| Exercise |
Go through the following data and transcribe exactly the stretch of lines from the one holding "manifest resolution CLI" to the one holding "mod cmd_template;", both included.

| Data to process |
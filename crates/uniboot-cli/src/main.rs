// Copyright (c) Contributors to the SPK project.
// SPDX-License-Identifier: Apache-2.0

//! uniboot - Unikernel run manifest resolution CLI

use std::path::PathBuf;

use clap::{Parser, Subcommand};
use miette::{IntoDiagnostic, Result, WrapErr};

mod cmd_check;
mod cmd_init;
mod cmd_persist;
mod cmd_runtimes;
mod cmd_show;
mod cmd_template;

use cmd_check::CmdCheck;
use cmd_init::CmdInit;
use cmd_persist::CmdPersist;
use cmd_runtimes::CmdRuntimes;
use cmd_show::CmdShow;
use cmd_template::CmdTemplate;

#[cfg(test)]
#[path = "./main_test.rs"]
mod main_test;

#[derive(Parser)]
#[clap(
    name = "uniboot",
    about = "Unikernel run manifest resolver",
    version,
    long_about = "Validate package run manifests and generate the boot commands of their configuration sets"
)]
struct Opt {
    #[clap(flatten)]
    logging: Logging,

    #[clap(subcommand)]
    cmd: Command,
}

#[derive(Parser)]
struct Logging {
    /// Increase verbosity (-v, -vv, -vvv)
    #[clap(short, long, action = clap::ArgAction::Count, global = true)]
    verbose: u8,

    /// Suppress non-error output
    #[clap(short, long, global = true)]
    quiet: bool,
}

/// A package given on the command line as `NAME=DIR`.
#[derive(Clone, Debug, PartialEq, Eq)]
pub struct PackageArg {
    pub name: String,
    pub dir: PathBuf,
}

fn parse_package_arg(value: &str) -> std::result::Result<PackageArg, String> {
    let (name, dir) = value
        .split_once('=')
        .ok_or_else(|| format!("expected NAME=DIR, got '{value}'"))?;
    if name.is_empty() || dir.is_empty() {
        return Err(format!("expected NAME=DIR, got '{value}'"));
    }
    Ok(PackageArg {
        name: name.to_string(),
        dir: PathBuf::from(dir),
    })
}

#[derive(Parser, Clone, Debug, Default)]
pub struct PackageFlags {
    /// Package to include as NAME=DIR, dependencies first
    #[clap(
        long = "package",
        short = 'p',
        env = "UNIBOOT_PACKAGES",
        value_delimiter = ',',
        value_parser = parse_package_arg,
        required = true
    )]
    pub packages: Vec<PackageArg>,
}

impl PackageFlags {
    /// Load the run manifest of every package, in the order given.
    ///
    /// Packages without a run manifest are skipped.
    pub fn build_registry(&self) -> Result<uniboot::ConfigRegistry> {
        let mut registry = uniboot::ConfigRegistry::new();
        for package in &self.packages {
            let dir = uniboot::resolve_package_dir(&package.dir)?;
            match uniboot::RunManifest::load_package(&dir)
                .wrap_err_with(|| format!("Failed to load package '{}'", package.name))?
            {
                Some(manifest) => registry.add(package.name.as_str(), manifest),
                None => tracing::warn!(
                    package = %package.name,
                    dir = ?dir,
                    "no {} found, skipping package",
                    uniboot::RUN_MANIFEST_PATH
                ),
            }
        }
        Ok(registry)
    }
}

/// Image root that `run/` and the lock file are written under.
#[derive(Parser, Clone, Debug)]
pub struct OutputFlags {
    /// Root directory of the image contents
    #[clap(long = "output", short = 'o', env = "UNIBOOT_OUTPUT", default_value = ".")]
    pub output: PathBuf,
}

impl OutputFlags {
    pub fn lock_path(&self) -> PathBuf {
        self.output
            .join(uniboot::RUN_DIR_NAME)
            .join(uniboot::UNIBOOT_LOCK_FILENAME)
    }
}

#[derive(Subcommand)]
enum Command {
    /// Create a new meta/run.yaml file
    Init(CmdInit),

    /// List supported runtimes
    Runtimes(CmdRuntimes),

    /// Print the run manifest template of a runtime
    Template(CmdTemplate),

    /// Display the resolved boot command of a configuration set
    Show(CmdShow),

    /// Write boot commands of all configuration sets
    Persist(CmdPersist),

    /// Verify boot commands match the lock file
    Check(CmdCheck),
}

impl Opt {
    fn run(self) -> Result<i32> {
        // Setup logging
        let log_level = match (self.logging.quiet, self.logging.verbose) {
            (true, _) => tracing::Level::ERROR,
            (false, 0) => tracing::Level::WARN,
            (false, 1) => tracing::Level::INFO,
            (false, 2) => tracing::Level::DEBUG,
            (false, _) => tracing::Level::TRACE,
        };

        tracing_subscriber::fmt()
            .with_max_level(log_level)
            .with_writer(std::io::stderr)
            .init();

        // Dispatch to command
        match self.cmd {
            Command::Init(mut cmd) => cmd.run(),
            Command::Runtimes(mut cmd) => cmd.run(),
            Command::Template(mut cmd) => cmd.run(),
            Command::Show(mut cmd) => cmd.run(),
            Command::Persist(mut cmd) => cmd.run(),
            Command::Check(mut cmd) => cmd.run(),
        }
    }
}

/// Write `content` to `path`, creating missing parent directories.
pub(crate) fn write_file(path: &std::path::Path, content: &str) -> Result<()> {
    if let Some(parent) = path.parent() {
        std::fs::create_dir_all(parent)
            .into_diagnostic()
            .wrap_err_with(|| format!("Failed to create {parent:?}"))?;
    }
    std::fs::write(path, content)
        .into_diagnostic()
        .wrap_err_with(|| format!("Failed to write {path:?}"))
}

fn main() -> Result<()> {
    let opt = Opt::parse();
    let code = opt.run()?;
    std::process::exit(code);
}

| Finished task |
//! uniboot - Unikernel run manifest resolution CLI

use std::path::PathBuf;

use clap::{Parser, Subcommand};
use miette::{IntoDiagnostic, Result, WrapErr};

mod cmd_check;
mod cmd_init;
mod cmd_persist;
mod cmd_runtimes;
mod cmd_show;
mod cmd_template;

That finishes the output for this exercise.